Git comes with a very nice and easy to set web interface. Visit http://repo.or.cz/w/git.git/ to see it action. I will not discuss how to set up your web server, since there is ample information available on the web. To install the web interface copy the gitweb.cgi script to a suitable location (e.g. /usr/lib/cgi-bin on some systems) and edit the config file to point to the right repository tree. The cgi-script will automatically pick up all git projects under this tree. Please note that enabling the gitweb interface also enables people to clone your repositories over http. This might or might not be what you want, so it might be a good idea to set up access restrictions on the web server so that only people you want can connect and browse and clone your code. Your call.

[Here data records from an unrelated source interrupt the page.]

//! WebGPU render pipeline
//!
//! A single vertex-color pipeline. Each frame the scene is rebuilt as a
//! triangle list in arena coordinates and written into a persistent vertex
//! buffer; a small uniform carries the arena-to-clip transform so the
//! vertex shader letterboxes the arena into any surface shape.

use bytemuck::{Pod, Zeroable};
use wgpu::util::DeviceExt;

use super::shapes;
use super::vertex::{Vertex, colors};
use crate::consts::{ARENA_HEIGHT, ARENA_WIDTH};
use crate::sim::GameState;

/// Vertex buffer capacity; the whole scene is a few hundred vertices
const MAX_VERTICES: usize = 1024;

/// Uniforms for the vertex shader (must match shader)
#[repr(C)]
#[derive(Copy, Clone, Pod, Zeroable)]
struct Globals {
    /// Arena size in game units
    arena: [f32; 2],
    /// Post-projection scale that letterboxes the arena into the surface
    scale: [f32; 2],
}

/// Scale pair that letterboxes the arena into a surface of the given size
fn letterbox_scale(width: u32, height: u32) -> [f32; 2] {
    let surface_aspect = width as f32 / height.max(1) as f32;
    let arena_aspect = ARENA_WIDTH / ARENA_HEIGHT;
    if surface_aspect > arena_aspect {
        [arena_aspect / surface_aspect, 1.0]
    } else {
        [1.0, surface_aspect / arena_aspect]
    }
}

/// Main render state
pub struct RenderState {
    pub surface: wgpu::Surface<'static>,
    pub device: wgpu::Device,
    pub queue: wgpu::Queue,
    pub config: wgpu::SurfaceConfiguration,
    pub pipeline: wgpu::RenderPipeline,
    globals_buffer: wgpu::Buffer,
    bind_group: wgpu::BindGroup,
    vertex_buffer: wgpu::Buffer,
    vertex_count: u32,
    /// Viewport size in pixels
    pub size: (u32, u32),
}

impl RenderState {
    pub async fn new(
        surface: wgpu::Surface<'static>,
        adapter: &wgpu::Adapter,
        width: u32,
        height: u32,
    ) -> Self {
        let (device, queue) = adapter
            .request_device(&wgpu::DeviceDescriptor {
                label: Some("rally-pong-device"),
                required_features: wgpu::Features::empty(),
                required_limits: wgpu::Limits::downlevel_webgl2_defaults(),
                memory_hints: Default::default(),
                trace: Default::default(),
                experimental_features: Default::default(),
            })
            .await
            .expect("Failed to create device");

        let surface_caps = surface.get_capabilities(adapter);
        let surface_format = surface_caps
            .formats
            .iter()
            .find(|f| f.is_srgb())
            .copied()
            .unwrap_or(surface_caps.formats[0]);
        log::info!("Using surface format: {:?}", surface_format);

        let config = wgpu::SurfaceConfiguration {
            usage: wgpu::TextureUsages::RENDER_ATTACHMENT,
            format: surface_format,
            width,
            height,
            present_mode: wgpu::PresentMode::AutoVsync,
            alpha_mode: surface_caps.alpha_modes[0],
            view_formats: vec![],
            desired_maximum_frame_latency: 2,
        };
        surface.configure(&device, &config);

        let shader = device.create_shader_module(wgpu::ShaderModuleDescriptor {
            label: Some("shader"),
            source: wgpu::ShaderSource::Wgsl(include_str!("shader.wgsl").into()),
        });

        let globals_buffer = device.create_buffer_init(&wgpu::util::BufferInitDescriptor {
            label: Some("globals"),
            contents: bytemuck::bytes_of(&Globals {
                arena: [ARENA_WIDTH, ARENA_HEIGHT],
                scale: letterbox_scale(width, height),
            }),
            usage: wgpu::BufferUsages::UNIFORM | wgpu::BufferUsages::COPY_DST,
        });

        let bind_group_layout = device.create_bind_group_layout(&wgpu::BindGroupLayoutDescriptor {
            label: Some("bind_group_layout"),
            entries: &[wgpu::BindGroupLayoutEntry {
                binding: 0,
                visibility: wgpu::ShaderStages::VERTEX,
                ty: wgpu::BindingType::Buffer {
                    ty: wgpu::BufferBindingType::Uniform,
                    has_dynamic_offset: false,
                    min_binding_size: None,
                },
                count: None,
            }],
        });

        let bind_group = device.create_bind_group(&wgpu::BindGroupDescriptor {
            label: Some("bind_group"),
            layout: &bind_group_layout,
            entries: &[wgpu::BindGroupEntry {
                binding: 0,
                resource: globals_buffer.as_entire_binding(),
            }],
        });

        let pipeline_layout = device.create_pipeline_layout(&wgpu::PipelineLayoutDescriptor {
            label: Some("pipeline_layout"),
            bind_group_layouts: &[&bind_group_layout],
            immediate_size: 0,
        });

        let pipeline = device.create_render_pipeline(&wgpu::RenderPipelineDescriptor {
            label: Some("render_pipeline"),
            layout: Some(&pipeline_layout),
            vertex: wgpu::VertexState {
                module: &shader,
                entry_point: Some("vs_main"),
                buffers: &[Vertex::desc()],
                compilation_options: Default::default(),
            },
            fragment: Some(wgpu::FragmentState {
                module: &shader,
                entry_point: Some("fs_main"),
                targets: &[Some(wgpu::ColorTargetState {
                    format: config.format,
                    blend: Some(wgpu::BlendState::ALPHA_BLENDING),
                    write_mask: wgpu::ColorWrites::ALL,
                })],
                compilation_options: Default::default(),
            }),
            primitive: wgpu::PrimitiveState {
                topology: wgpu::PrimitiveTopology::TriangleList,
                ..Default::default()
            },
            depth_stencil: None,
            multisample: wgpu::MultisampleState::default(),
            multiview_mask: None,
            cache: None,
        });

        // Persistent vertex buffer, rewritten each frame
        let vertex_buffer = device.create_buffer(&wgpu::BufferDescriptor {
            label: Some("vertex_buffer"),
            size: (std::mem::size_of::<Vertex>() * MAX_VERTICES) as u64,
            usage: wgpu::BufferUsages::VERTEX | wgpu::BufferUsages::COPY_DST,
            mapped_at_creation: false,
        });

        Self {
            surface,
            device,
            queue,
            config,
            pipeline,
            globals_buffer,
            bind_group,
            vertex_buffer,
            vertex_count: 0,
            size: (width, height),
        }
    }

    pub fn resize(&mut self, new_width: u32, new_height: u32) {
        if new_width > 0 && new_height > 0 {
            self.size = (new_width, new_height);
            self.config.width = new_width;
            self.config.height = new_height;
            self.surface.configure(&self.device, &self.config);

            let globals = Globals {
                arena: [ARENA_WIDTH, ARENA_HEIGHT],
                scale: letterbox_scale(new_width, new_height),
            };
            self.queue
                .write_buffer(&self.globals_buffer, 0, bytemuck::bytes_of(&globals));
        }
    }

    /// Rebuild the scene from game state and render
    pub fn render(&mut self, state: &GameState) -> Result<(), wgpu::SurfaceError> {
        let vertices = shapes::scene(state);
        let count = vertices.len().min(MAX_VERTICES);
        self.queue.write_buffer(
            &self.vertex_buffer,
            0,
            bytemuck::cast_slice(&vertices[..count]),
        );
        self.vertex_count = count as u32;

        let output = self.surface.get_current_texture()?;
        let view = output
            .texture
            .create_view(&wgpu::TextureViewDescriptor::default());

        let mut encoder = self
            .device
            .create_command_encoder(&wgpu::CommandEncoderDescriptor {
                label: Some("render_encoder"),
            });

        {
            let bg = colors::BACKGROUND;
            let mut render_pass = encoder.begin_render_pass(&wgpu::RenderPassDescriptor {
                label: Some("render_pass"),
                color_attachments: &[Some(wgpu::RenderPassColorAttachment {
                    view: &view,
                    resolve_target: None,
                    ops: wgpu::Operations {
                        load: wgpu::LoadOp::Clear(wgpu::Color {
                            r: f64::from(bg[0]),
                            g: f64::from(bg[1]),
                            b: f64::from(bg[2]),
                            a: f64::from(bg[3]),
                        }),
                        store: wgpu::StoreOp::Store,
                    },
                    depth_slice: None,
                })],
                depth_stencil_attachment: None,
                timestamp_writes: None,
                occlusion_query_set: None,
                multiview_mask: None,
            });

            render_pass.set_pipeline(&self.pipeline);
            render_pass.set_bind_group(0, &self.bind_group, &[]);
            render_pass.set_vertex_buffer(0, self.vertex_buffer.slice(..));
            render_pass.draw(0..self.vertex_count, 0..1);
        }

        self.queue.submit(std::iter::once(encoder.finish()));
        output.present();

        Ok(())
    }
}

#[cfg(test)]
mod tests {
    use super::*;

    #[test]
    fn test_letterbox_matches_arena_aspect() {
        assert_eq!(letterbox_scale(800, 500), [1.0, 1.0]);
        assert_eq!(letterbox_scale(1600, 1000), [1.0, 1.0]);
    }

    #[test]
    fn test_letterbox_wide_surface_shrinks_x() {
        let [sx, sy] = letterbox_scale(2000, 500);
        assert!(sx < 1.0);
        assert_eq!(sy, 1.0);
    }

    #[test]
    fn test_letterbox_tall_surface_shrinks_y() {
        let [sx, sy] = letterbox_scale(800, 1000);
        assert_eq!(sx, 1.0);
        assert!(sy < 1.0);
    }

    #[test]
    fn test_scene_fits_vertex_buffer() {
        let state = GameState::new(1);
        assert!(shapes::scene(&state).len() <= MAX_VERTICES);
    }
}
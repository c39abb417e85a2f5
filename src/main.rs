//! Rally Pong entry point
//!
//! Handles platform-specific initialization and runs the game loop.

#[cfg(target_arch = "wasm32")]
use wasm_bindgen::prelude::*;

#[cfg(target_arch = "wasm32")]
mod wasm_game {
    use std::cell::RefCell;
    use std::rc::Rc;
    use wasm_bindgen::prelude::*;
    use web_sys::{HtmlCanvasElement, KeyboardEvent, MouseEvent, TouchEvent};

    use rally_pong::consts::*;
    use rally_pong::renderer::RenderState;
    use rally_pong::sim::{GameState, TickInput, tick};

    /// Game instance holding all state
    struct Game {
        state: GameState,
        render_state: Option<RenderState>,
        accumulator: f32,
        /// Timestamp of the previous animation frame, in ms
        last_time: Option<f64>,
        input: TickInput,
        /// Canvas CSS height, for scaling pointer coordinates into the arena
        canvas_height: f32,
        /// Smoothed frames per second for the HUD
        fps: f32,
    }

    impl Game {
        fn new(seed: u64) -> Self {
            Self {
                state: GameState::new(seed),
                render_state: None,
                accumulator: 0.0,
                last_time: None,
                input: TickInput::default(),
                canvas_height: ARENA_HEIGHT,
                fps: 0.0,
            }
        }

        fn set_canvas_height(&mut self, h: f32) {
            self.canvas_height = h;
        }

        /// Convert a pointer y in CSS pixels to a paddle target in arena
        /// units, centering the paddle on the pointer
        fn pointer_to_arena_y(&self, y: f32) -> f32 {
            let scale = ARENA_HEIGHT / self.canvas_height.max(1.0);
            y * scale - PADDLE_HEIGHT / 2.0
        }

        /// Run simulation ticks for one animation frame
        fn update(&mut self, dt: f32) {
            // A stalled tab reports a huge dt; cap what one frame may owe
            self.accumulator += dt.min(0.1);

            let mut substeps = 0;
            while self.accumulator >= SIM_DT && substeps < MAX_SUBSTEPS {
                let events = tick(&mut self.state, &self.input);
                if events.scored() {
                    log::debug!(
                        "point scored, now {} - {}",
                        self.state.player.score,
                        self.state.computer.score
                    );
                    update_scoreboard(&self.state);
                }
                if events.paddle_hit {
                    log::debug!(
                        "paddle strike, ball vel ({:.2}, {:.2})",
                        self.state.ball.vel.x,
                        self.state.ball.vel.y
                    );
                }
                self.accumulator -= SIM_DT;
                substeps += 1;
            }

            // Exponential moving average over frame rates
            if dt > 0.0 {
                self.fps = self.fps * 0.9 + 0.1 / dt;
            }
        }

        /// Render the current frame
        fn render(&mut self) {
            if let Some(ref mut render_state) = self.render_state {
                match render_state.render(&self.state) {
                    Ok(_) => {}
                    Err(wgpu::SurfaceError::Lost) => {
                        render_state.resize(render_state.size.0, render_state.size.1);
                    }
                    Err(wgpu::SurfaceError::OutOfMemory) => {
                        log::error!("Out of memory!");
                    }
                    Err(e) => log::warn!("Render error: {:?}", e),
                }
            }
        }

        /// Update the FPS readout if the page has one
        fn update_hud(&self) {
            if let Some(document) = web_sys::window().and_then(|w| w.document()) {
                if let Some(el) = document.get_element_by_id("fps") {
                    let fps = self.fps.round() as u32;
                    el.set_text_content(Some(&fps.to_string()));
                }
            }
        }
    }

    /// Push both score counters into the page
    fn update_scoreboard(state: &GameState) {
        if let Some(document) = web_sys::window().and_then(|w| w.document()) {
            if let Some(el) = document.get_element_by_id("playerScore") {
                el.set_text_content(Some(&state.player.score.to_string()));
            }
            if let Some(el) = document.get_element_by_id("computerScore") {
                el.set_text_content(Some(&state.computer.score.to_string()));
            }
        }
    }

    pub async fn run() {
        console_error_panic_hook::set_once();
        console_log::init_with_level(log::Level::Info).expect("Failed to init logger");

        log::info!("Rally Pong starting...");

        let window = web_sys::window().expect("no window");
        let document = window.document().expect("no document");

        let canvas: HtmlCanvasElement = document
            .get_element_by_id("pong")
            .expect("no canvas")
            .dyn_into()
            .expect("not a canvas");

        // Match the backing buffer to the CSS size and device pixel ratio
        let dpr = window.device_pixel_ratio();
        let client_h = canvas.client_height();
        let width = (canvas.client_width() as f64 * dpr) as u32;
        let height = (client_h as f64 * dpr) as u32;
        canvas.set_width(width);
        canvas.set_height(height);

        let seed = js_sys::Date::now() as u64;
        let game = Rc::new(RefCell::new(Game::new(seed)));
        game.borrow_mut().set_canvas_height(client_h as f32);

        log::info!("New game, seed {}", seed);

        let instance = wgpu::Instance::new(&wgpu::InstanceDescriptor {
            backends: wgpu::Backends::BROWSER_WEBGPU,
            ..Default::default()
        });

        let surface = instance
            .create_surface(wgpu::SurfaceTarget::Canvas(canvas.clone()))
            .expect("Failed to create surface");

        let adapter = instance
            .request_adapter(&wgpu::RequestAdapterOptions {
                power_preference: wgpu::PowerPreference::HighPerformance,
                compatible_surface: Some(&surface),
                force_fallback_adapter: false,
            })
            .await
            .expect("Failed to get adapter");

        log::info!("Adapter: {:?}", adapter.get_info().name);

        let render_state = RenderState::new(surface, &adapter, width, height).await;
        game.borrow_mut().render_state = Some(render_state);

        setup_input_handlers(&canvas, game.clone());

        // Seed the scoreboard before the first point lands
        update_scoreboard(&game.borrow().state);

        request_animation_frame(game);

        log::info!("Rally Pong running!");
    }

    fn setup_input_handlers(canvas: &HtmlCanvasElement, game: Rc<RefCell<Game>>) {
        // Key down: take a direction and reclaim control from the pointer
        {
            let game = game.clone();
            let window = web_sys::window().unwrap();
            let closure = Closure::<dyn FnMut(_)>::new(move |event: KeyboardEvent| {
                let mut g = game.borrow_mut();
                match event.key().as_str() {
                    "ArrowUp" => {
                        g.input.move_dir = -1;
                        g.input.pointer_y = None;
                    }
                    "ArrowDown" => {
                        g.input.move_dir = 1;
                        g.input.pointer_y = None;
                    }
                    _ => {}
                }
            });
            let _ = window
                .add_event_listener_with_callback("keydown", closure.as_ref().unchecked_ref());
            closure.forget();
        }

        // Key up: releasing either direction key stops the paddle
        {
            let game = game.clone();
            let window = web_sys::window().unwrap();
            let closure = Closure::<dyn FnMut(_)>::new(move |event: KeyboardEvent| {
                let mut g = game.borrow_mut();
                match event.key().as_str() {
                    "ArrowUp" | "ArrowDown" => g.input.move_dir = 0,
                    _ => {}
                }
            });
            let _ = window
                .add_event_listener_with_callback("keyup", closure.as_ref().unchecked_ref());
            closure.forget();
        }

        // Mouse move: absolute paddle target under the cursor
        {
            let game = game.clone();
            let canvas_clone = canvas.clone();
            let closure = Closure::<dyn FnMut(_)>::new(move |event: MouseEvent| {
                let mut g = game.borrow_mut();
                g.set_canvas_height(canvas_clone.client_height() as f32);
                let target = g.pointer_to_arena_y(event.offset_y() as f32);
                g.input.pointer_y = Some(target);
            });
            let _ = canvas
                .add_event_listener_with_callback("mousemove", closure.as_ref().unchecked_ref());
            closure.forget();
        }

        // Touch move: the first touch point steers like the mouse
        {
            let game = game.clone();
            let canvas_clone = canvas.clone();
            let closure = Closure::<dyn FnMut(_)>::new(move |event: TouchEvent| {
                event.prevent_default();
                if let Some(touch) = event.touches().get(0) {
                    let mut g = game.borrow_mut();
                    g.set_canvas_height(canvas_clone.client_height() as f32);
                    let rect = canvas_clone.get_bounding_client_rect();
                    let y = touch.client_y() as f32 - rect.top() as f32;
                    let target = g.pointer_to_arena_y(y);
                    g.input.pointer_y = Some(target);
                }
            });
            let _ = canvas
                .add_event_listener_with_callback("touchmove", closure.as_ref().unchecked_ref());
            closure.forget();
        }
    }

    fn request_animation_frame(game: Rc<RefCell<Game>>) {
        let window = web_sys::window().unwrap();
        let closure = Closure::once(move |time: f64| {
            game_loop(game, time);
        });
        let _ = window.request_animation_frame(closure.as_ref().unchecked_ref());
        closure.forget();
    }

    fn game_loop(game: Rc<RefCell<Game>>, time: f64) {
        {
            let mut g = game.borrow_mut();

            let dt = match g.last_time {
                Some(prev) => ((time - prev) / 1000.0) as f32,
                None => SIM_DT,
            };
            g.last_time = Some(time);

            g.update(dt);
            g.render();
            g.update_hud();
        }

        request_animation_frame(game);
    }
}

#[cfg(target_arch = "wasm32")]
#[wasm_bindgen(start)]
pub async fn wasm_main() {
    wasm_game::run().await;
}

#[cfg(not(target_arch = "wasm32"))]
fn main() {
    use rally_pong::consts::SIM_DT;
    use rally_pong::sim::{GameState, TickInput, tick};

    env_logger::init();
    log::info!("Rally Pong (native) starting...");
    log::info!("The playable build targets the browser; running a headless demo rally");

    let mut state = GameState::new(42);
    let input = TickInput::default();

    // Ten simulated seconds at the nominal tick rate
    let ticks = (10.0 / SIM_DT) as u32;
    for _ in 0..ticks {
        let events = tick(&mut state, &input);
        if events.player_scored {
            log::info!(
                "player scores: {} - {}",
                state.player.score,
                state.computer.score
            );
        }
        if events.computer_scored {
            log::info!(
                "computer scores: {} - {}",
                state.player.score,
                state.computer.score
            );
        }
    }

    println!(
        "Final score after {} ticks: player {} - computer {}",
        ticks, state.player.score, state.computer.score
    );
}

#[cfg(target_arch = "wasm32")]
fn main() {
    // WASM entry point is wasm_main, this is just to satisfy the compiler
}
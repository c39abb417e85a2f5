//! Game state and core simulation types
//!
//! Everything the simulation needs between ticks lives here. State is
//! deterministic for a given seed and input sequence.

use glam::Vec2;
use rand::{Rng, SeedableRng};
use rand_pcg::Pcg32;

use crate::consts::*;

/// A paddle entity. Two instances exist for the whole run: the player's
/// on the left and the computer's on the right.
#[derive(Debug, Clone, Copy, PartialEq)]
pub struct Paddle {
    /// Fixed horizontal position (left edge), set at init
    pub x: f32,
    /// Top edge, clamped to the arena every tick
    pub y: f32,
    /// Signed vertical speed applied this tick
    pub dy: f32,
    /// Maximum vertical speed magnitude
    pub speed: f32,
    /// Points scored against the opposite side
    pub score: u32,
}

impl Paddle {
    pub fn new(x: f32) -> Self {
        Self {
            x,
            y: (ARENA_HEIGHT - PADDLE_HEIGHT) / 2.0,
            dy: 0.0,
            speed: PADDLE_SPEED,
            score: 0,
        }
    }

    /// Vertical center of the paddle face
    pub fn center_y(&self) -> f32 {
        self.y + PADDLE_HEIGHT / 2.0
    }

    /// Keep the paddle fully inside the arena
    pub fn clamp_to_arena(&mut self) {
        self.y = self.y.clamp(0.0, ARENA_HEIGHT - PADDLE_HEIGHT);
    }
}

/// The ball. `pos` is the top-left corner of its bounding box; `vel` is the
/// displacement applied per tick.
#[derive(Debug, Clone, Copy, PartialEq)]
pub struct Ball {
    pub pos: Vec2,
    pub vel: Vec2,
}

impl Ball {
    /// Center of the ball's bounding box
    pub fn center(&self) -> Vec2 {
        self.pos + Vec2::splat(BALL_SIZE / 2.0)
    }
}

/// Complete game state (deterministic for a given seed)
#[derive(Debug, Clone, PartialEq)]
pub struct GameState {
    /// Run seed for reproducibility
    pub seed: u64,
    /// Seeded RNG, drawn from only on ball resets
    pub rng: Pcg32,
    /// Left paddle, human-controlled
    pub player: Paddle,
    /// Right paddle, AI-controlled
    pub computer: Paddle,
    pub ball: Ball,
}

impl GameState {
    /// Create a new game state with the given seed. The opening serve goes
    /// to a random side.
    pub fn new(seed: u64) -> Self {
        let mut rng = Pcg32::seed_from_u64(seed);
        let direction = if rng.random_bool(0.5) { 1.0 } else { -1.0 };
        let mut state = Self {
            seed,
            rng,
            player: Paddle::new(PLAYER_X),
            computer: Paddle::new(COMPUTER_X),
            ball: Ball {
                pos: Vec2::ZERO,
                vel: Vec2::ZERO,
            },
        };
        state.reset_ball(direction);
        state
    }

    /// Recenter the ball and serve it toward `direction` (+1.0 is the
    /// computer's side). Vertical serve speed is drawn fresh each time;
    /// scores are untouched.
    pub fn reset_ball(&mut self, direction: f32) {
        self.ball.pos = Vec2::new(
            (ARENA_WIDTH - BALL_SIZE) / 2.0,
            (ARENA_HEIGHT - BALL_SIZE) / 2.0,
        );
        self.ball.vel = Vec2::new(
            SERVE_SPEED_X * direction,
            SERVE_SPEED_Y * self.rng.random_range(-1.0..=1.0f32),
        );
    }
}
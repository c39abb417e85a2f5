//! Shape generation for 2D primitives
//!
//! Free functions emitting triangle lists in arena coordinates, plus the
//! `scene` assembler that turns a game state into one frame's vertices.

use glam::Vec2;
use std::f32::consts::PI;

use super::vertex::{Vertex, colors};
use crate::consts::*;
use crate::sim::GameState;

/// Segments for the ball circle
const BALL_SEGMENTS: u32 = 24;
/// Center divider dash layout
const DIVIDER_STEP: f32 = 24.0;
const DIVIDER_WIDTH: f32 = 4.0;
const DIVIDER_HEIGHT: f32 = 14.0;

/// Generate vertices for an axis-aligned filled rectangle
pub fn rect(pos: Vec2, size: Vec2, color: [f32; 4]) -> Vec<Vertex> {
    let top_right = pos + Vec2::new(size.x, 0.0);
    let bottom_left = pos + Vec2::new(0.0, size.y);
    let bottom_right = pos + size;

    vec![
        Vertex::new(pos, color),
        Vertex::new(top_right, color),
        Vertex::new(bottom_left, color),
        Vertex::new(bottom_left, color),
        Vertex::new(top_right, color),
        Vertex::new(bottom_right, color),
    ]
}

/// Generate vertices for a filled circle
pub fn circle(center: Vec2, radius: f32, color: [f32; 4], segments: u32) -> Vec<Vertex> {
    let mut vertices = Vec::with_capacity((segments * 3) as usize);

    for i in 0..segments {
        let theta1 = (i as f32 / segments as f32) * 2.0 * PI;
        let theta2 = ((i + 1) as f32 / segments as f32) * 2.0 * PI;

        // Triangle fan from the center
        vertices.push(Vertex::new(center, color));
        vertices.push(Vertex::new(center + radius * Vec2::from_angle(theta1), color));
        vertices.push(Vertex::new(center + radius * Vec2::from_angle(theta2), color));
    }

    vertices
}

/// Dashed vertical line splitting the two courts
pub fn center_divider() -> Vec<Vertex> {
    let x = ARENA_WIDTH / 2.0 - DIVIDER_WIDTH / 2.0;
    let mut vertices = Vec::new();
    let mut y = 0.0;
    while y < ARENA_HEIGHT {
        vertices.extend(rect(
            Vec2::new(x, y),
            Vec2::new(DIVIDER_WIDTH, DIVIDER_HEIGHT),
            colors::DIVIDER,
        ));
        y += DIVIDER_STEP;
    }
    vertices
}

/// Assemble the full frame: divider, both paddles, the ball
pub fn scene(state: &GameState) -> Vec<Vertex> {
    let paddle_size = Vec2::new(PADDLE_WIDTH, PADDLE_HEIGHT);

    let mut vertices = center_divider();
    vertices.extend(rect(
        Vec2::new(state.player.x, state.player.y),
        paddle_size,
        colors::PLAYER,
    ));
    vertices.extend(rect(
        Vec2::new(state.computer.x, state.computer.y),
        paddle_size,
        colors::COMPUTER,
    ));
    vertices.extend(circle(
        state.ball.center(),
        BALL_SIZE / 2.0,
        colors::BALL,
        BALL_SEGMENTS,
    ));
    vertices
}
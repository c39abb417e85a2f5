//! Vertex types for 2D rendering

use bytemuck::{Pod, Zeroable};
use glam::Vec2;

/// Simple 2D vertex with position and color
///
/// Positions are in arena coordinates; the vertex shader maps them to
/// clip space.
#[repr(C)]
#[derive(Copy, Clone, Debug, Pod, Zeroable)]
pub struct Vertex {
    pub position: [f32; 2],
    pub color: [f32; 4],
}

impl Vertex {
    pub fn new(pos: Vec2, color: [f32; 4]) -> Self {
        Self {
            position: pos.to_array(),
            color,
        }
    }

    pub fn desc() -> wgpu::VertexBufferLayout<'static> {
        wgpu::VertexBufferLayout {
            array_stride: std::mem::size_of::<Vertex>() as wgpu::BufferAddress,
            step_mode: wgpu::VertexStepMode::Vertex,
            attributes: &[
                wgpu::VertexAttribute {
                    offset: 0,
                    shader_location: 0,
                    format: wgpu::VertexFormat::Float32x2,
                },
                wgpu::VertexAttribute {
                    offset: std::mem::size_of::<[f32; 2]>() as wgpu::BufferAddress,
                    shader_location: 1,
                    format: wgpu::VertexFormat::Float32x4,
                },
            ],
        }
    }
}

/// Colors for game elements (CSS hex values noted for reference)
pub mod colors {
    /// Player paddle, #0ff
    pub const PLAYER: [f32; 4] = [0.0, 1.0, 1.0, 1.0];
    /// Computer paddle, #f80
    pub const COMPUTER: [f32; 4] = [1.0, 0.533, 0.0, 1.0];
    /// Ball, #fff
    pub const BALL: [f32; 4] = [1.0, 1.0, 1.0, 1.0];
    /// Center divider dashes, #444
    pub const DIVIDER: [f32; 4] = [0.267, 0.267, 0.267, 1.0];
    /// Arena background, #000
    pub const BACKGROUND: [f32; 4] = [0.0, 0.0, 0.0, 1.0];
}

Migrating your local CVS repository

Before you start

Before doing anything else, I suggest that you setup some default configuration variables for git. Git uses a number of config files, system wide, per user and per repository (see the git config man page for more info). As a minimum you should set the following options:
$ git config --global user.name "Your Name"
$ git config --global user.email "my@email.com"
These options are written in /.gitconfig, and are used by git to ensure that your commit messages are sensible, since user names and mail addresses are not necessarily set properly on all machines. In addition you might want to enable the following options as well:
$ git config --global color.branch auto
$ git config --global color.status auto
$ git config --global color.diff false
If you want to use some external (graphical) merge tool to resolve conflicts:
$ git config --global merge.tool meld
Meld is a fantastic merge tool, and I strongly suggest you have a look at it. Other valid possibilities are kdiff3 and xxdiff (amongst others).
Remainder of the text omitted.